How Low Is The SARS-CoV-2 Mortality Rate?

We All Grew Up With Coronaviruses, As Did All Our Ancestors.

To understand the relevance of mortality rate, you have to appreciate that coronaviruses first became pathogenic to humans in the range 12,000 – 10,000 years ago, as a consequence of the first interaction between humans and livestock that occurred in the early Holocene. Mankind started to farm animals that are natural reservoirs for coronaviruses and over time there was zoonotic transfer. The alpha genus made the species jump around 10,000 years ago with the beta genus phylogenetically evolving approximately 2,850 years later.
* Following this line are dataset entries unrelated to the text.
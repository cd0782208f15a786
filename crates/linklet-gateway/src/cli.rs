use clap::Parser;
use std::net::SocketAddr;

pub const LISTEN_ADDR_ENV: &str = "LINKLET_LISTEN_ADDR";
pub const CODE_LENGTH_ENV: &str = "LINKLET_CODE_LENGTH";

pub const DEFAULT_LISTEN_ADDR: &str = "127.0.0.1:8080";
pub const DEFAULT_CODE_LENGTH: &str = "7";

#[derive(Debug, Parser)]
#[command(name = "linklet-gateway")]
pub struct CLI {
    #[arg(long, env = LISTEN_ADDR_ENV, default_value = DEFAULT_LISTEN_ADDR)]
    pub listen_addr: SocketAddr,

    #[arg(
        long,
        env = CODE_LENGTH_ENV,
        default_value = DEFAULT_CODE_LENGTH,
        value_parser = clap::value_parser!(u64).range(1..=32)
    )]
    pub code_length: u64,
}
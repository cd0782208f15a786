use jiff::Timestamp;
use linklet_core::LinkRecord;
use serde::{Deserialize, Serialize};

#[derive(Debug, Deserialize)]
pub struct CreateLinkRequest {
    pub url: String,
}

/// Body of a successful `POST /shorten`.
#[derive(Debug, Serialize)]
#[serde(rename_all = "camelCase")]
pub struct CreateLinkResponse {
    pub short_code: String,
    pub url: String,
}

impl From<LinkRecord> for CreateLinkResponse {
    fn from(record: LinkRecord) -> Self {
        Self {
            short_code: record.code.as_str().to_owned(),
            url: record.target_url,
        }
    }
}

/// Body of a successful `GET /{code}/stats`.
///
/// Timestamps serialize as ISO 8601 UTC strings; `last_accessed` is
/// `null` until the first access.
#[derive(Debug, Serialize)]
#[serde(rename_all = "camelCase")]
pub struct LinkStatsResponse {
    pub url: String,
    pub short_code: String,
    pub clicks: u64,
    pub created_at: Timestamp,
    pub last_accessed: Option<Timestamp>,
}

impl From<LinkRecord> for LinkStatsResponse {
    fn from(record: LinkRecord) -> Self {
        Self {
            url: record.target_url,
            short_code: record.code.as_str().to_owned(),
            clicks: record.click_count,
            created_at: record.created_at,
            last_accessed: record.last_accessed_at,
        }
    }
}
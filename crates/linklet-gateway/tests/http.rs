use axum::body::Body;
use axum::http::{header, Request, StatusCode};
use axum::response::Response;
use axum::Router;
use http_body_util::BodyExt;
use linklet_gateway::app::App;
use linklet_gateway::state::AppState;
use linklet_service::{LinkService, RandomGenerator};
use linklet_storage::InMemoryLinkStore;
use serde_json::{json, Value};
use std::sync::Arc;
use tower::ServiceExt;

fn test_state() -> AppState {
    let service = LinkService::new(InMemoryLinkStore::new(), RandomGenerator::new());
    AppState::new(Arc::new(service))
}

fn test_router() -> Router {
    App::router(test_state())
}

async fn body_json(response: Response) -> Value {
    let bytes = response.into_body().collect().await.unwrap().to_bytes();
    serde_json::from_slice(&bytes).unwrap()
}

async fn shorten(router: &Router, url: &str) -> Response {
    let request = Request::builder()
        .method("POST")
        .uri("/shorten")
        .header(header::CONTENT_TYPE, "application/json")
        .body(Body::from(json!({ "url": url }).to_string()))
        .unwrap();
    router.clone().oneshot(request).await.unwrap()
}

async fn get(router: &Router, uri: &str) -> Response {
    let request = Request::builder().uri(uri).body(Body::empty()).unwrap();
    router.clone().oneshot(request).await.unwrap()
}

async fn delete(router: &Router, uri: &str) -> Response {
    let request = Request::builder()
        .method("DELETE")
        .uri(uri)
        .body(Body::empty())
        .unwrap();
    router.clone().oneshot(request).await.unwrap()
}

#[tokio::test]
async fn health_reports_ok() {
    let response = get(&test_router(), "/health").await;

    assert_eq!(response.status(), StatusCode::OK);
    assert_eq!(body_json(response).await, json!({ "status": "ok" }));
}

#[tokio::test]
async fn shorten_returns_created_link() {
    let response = shorten(&test_router(), "https://example.com/page").await;

    assert_eq!(response.status(), StatusCode::CREATED);
    let body = body_json(response).await;
    assert_eq!(body["url"], "https://example.com/page");

    let code = body["shortCode"].as_str().unwrap();
    assert_eq!(code.len(), 7);
    assert!(code.chars().all(|c| c.is_ascii_alphanumeric()));
}

#[tokio::test]
async fn shorten_rejects_malformed_url() {
    let response = shorten(&test_router(), "not-a-url").await;

    assert_eq!(response.status(), StatusCode::BAD_REQUEST);
    let body = body_json(response).await;
    assert!(body["error"].as_str().unwrap().contains("invalid url"));
}

#[tokio::test]
async fn shorten_rejects_disallowed_scheme() {
    let response = shorten(&test_router(), "ftp://example.com/file").await;

    assert_eq!(response.status(), StatusCode::BAD_REQUEST);
}

#[tokio::test]
async fn redirect_targets_the_original_url() {
    let router = test_router();

    let created = body_json(shorten(&router, "https://example.com/page").await).await;
    let code = created["shortCode"].as_str().unwrap();

    let response = get(&router, &format!("/{code}")).await;
    assert_eq!(response.status(), StatusCode::FOUND);
    assert_eq!(
        response.headers().get(header::LOCATION).unwrap(),
        "https://example.com/page"
    );
}

#[tokio::test]
async fn redirect_unknown_code_is_not_found() {
    let response = get(&test_router(), "/zzzzzzz").await;

    assert_eq!(response.status(), StatusCode::NOT_FOUND);
    let body = body_json(response).await;
    assert!(body["error"].is_string());
}

#[tokio::test]
async fn redirect_malformed_code_is_not_found() {
    let response = get(&test_router(), "/not!a!code").await;

    assert_eq!(response.status(), StatusCode::NOT_FOUND);
}

#[tokio::test]
async fn stats_track_accesses() {
    let router = test_router();

    let created = body_json(shorten(&router, "https://example.com/page").await).await;
    let code = created["shortCode"].as_str().unwrap();

    // Fresh link: zero clicks, never accessed.
    let response = get(&router, &format!("/{code}/stats")).await;
    assert_eq!(response.status(), StatusCode::OK);
    let body = body_json(response).await;
    assert_eq!(body["url"], "https://example.com/page");
    assert_eq!(body["shortCode"], *code);
    assert_eq!(body["clicks"], 0);
    assert!(body["createdAt"].is_string());
    assert!(body["lastAccessed"].is_null());

    // One redirect later the counter and access stamp move.
    get(&router, &format!("/{code}")).await;

    let body = body_json(get(&router, &format!("/{code}/stats")).await).await;
    assert_eq!(body["clicks"], 1);
    assert!(body["lastAccessed"].is_string());
}

#[tokio::test]
async fn stats_unknown_code_is_not_found() {
    let response = get(&test_router(), "/zzzzzzz/stats").await;

    assert_eq!(response.status(), StatusCode::NOT_FOUND);
}

#[tokio::test]
async fn delete_removes_the_link() {
    let router = test_router();

    let created = body_json(shorten(&router, "https://example.com/page").await).await;
    let code = created["shortCode"].as_str().unwrap();

    let response = delete(&router, &format!("/{code}")).await;
    assert_eq!(response.status(), StatusCode::NO_CONTENT);

    // Second delete reports non-existence, and the code is gone from
    // every read path.
    assert_eq!(
        delete(&router, &format!("/{code}")).await.status(),
        StatusCode::NOT_FOUND
    );
    assert_eq!(
        get(&router, &format!("/{code}")).await.status(),
        StatusCode::NOT_FOUND
    );
    assert_eq!(
        get(&router, &format!("/{code}/stats")).await.status(),
        StatusCode::NOT_FOUND
    );
}

#[tokio::test]
async fn delete_unknown_code_is_not_found() {
    let response = delete(&test_router(), "/zzzzzzz").await;

    assert_eq!(response.status(), StatusCode::NOT_FOUND);
}

#[tokio::test]
async fn preflight_admits_browser_clients() {
    let request = Request::builder()
        .method("OPTIONS")
        .uri("/shorten")
        .header(header::ORIGIN, "https://app.example")
        .header(header::ACCESS_CONTROL_REQUEST_METHOD, "POST")
        .header(header::ACCESS_CONTROL_REQUEST_HEADERS, "content-type")
        .body(Body::empty())
        .unwrap();
    let response = test_router().oneshot(request).await.unwrap();

    assert_eq!(response.status(), StatusCode::OK);
    assert_eq!(
        response
            .headers()
            .get(header::ACCESS_CONTROL_ALLOW_ORIGIN)
            .unwrap(),
        "*"
    );
    let methods = response
        .headers()
        .get(header::ACCESS_CONTROL_ALLOW_METHODS)
        .unwrap()
        .to_str()
        .unwrap();
    assert!(methods.contains("POST"));
    assert!(methods.contains("DELETE"));
}

#[tokio::test]
async fn cross_origin_responses_carry_cors_headers() {
    let request = Request::builder()
        .uri("/health")
        .header(header::ORIGIN, "https://app.example")
        .body(Body::empty())
        .unwrap();
    let response = test_router().oneshot(request).await.unwrap();

    assert_eq!(response.status(), StatusCode::OK);
    assert_eq!(
        response
            .headers()
            .get(header::ACCESS_CONTROL_ALLOW_ORIGIN)
            .unwrap(),
        "*"
    );
}

#[tokio::test]
async fn server_drains_and_stops_on_shutdown() {
    let listener = tokio::net::TcpListener::bind("127.0.0.1:0").await.unwrap();
    let (shutdown_tx, shutdown_rx) = tokio::sync::oneshot::channel::<()>();

    let server = tokio::spawn(App::serve(listener, test_state(), async {
        shutdown_rx.await.ok();
    }));

    shutdown_tx.send(()).unwrap();

    let result = tokio::time::timeout(std::time::Duration::from_secs(5), server)
        .await
        .expect("server did not stop after shutdown signal")
        .unwrap();
    assert!(result.is_ok());
}

#[tokio::test]
async fn deleted_code_redirect_shows_no_stale_record() {
    let router = test_router();

    let created = body_json(shorten(&router, "https://example.com/page").await).await;
    let code = created["shortCode"].as_str().unwrap();
    get(&router, &format!("/{code}")).await;

    delete(&router, &format!("/{code}")).await;

    let response = get(&router, &format!("/{code}")).await;
    assert_eq!(response.status(), StatusCode::NOT_FOUND);
    assert!(response.headers().get(header::LOCATION).is_none());
}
The pathogenesis of these viruses – highly infectious but with very low infectivity – meant they became endemic and common, contributing to why they are called the ‘common cold’. Coronaviruses account for 15% – 20% of all common colds and around 30% of seasonal respiratory viruses. If you think of the general living conditions and environmental factors 7,150 – 10,000 years ago, not to mention the complete lack of any healthcare system; medical treatments and even awareness of the immune system, the fact that our ancestors didn’t die of these viruses should be an indicator of just how dangerous they are not.

Over the ensuing 7,150 or so years, nothing much changed and we have lived with four pathogenic coronaviruses; the two alpha genus – duvinacovirus HCoV-229E and setracovirus HCoV-NL63 – and the two beta genus; embecovirus (or lineage A beta) HCoV-OC43 and HCoV-HKU1.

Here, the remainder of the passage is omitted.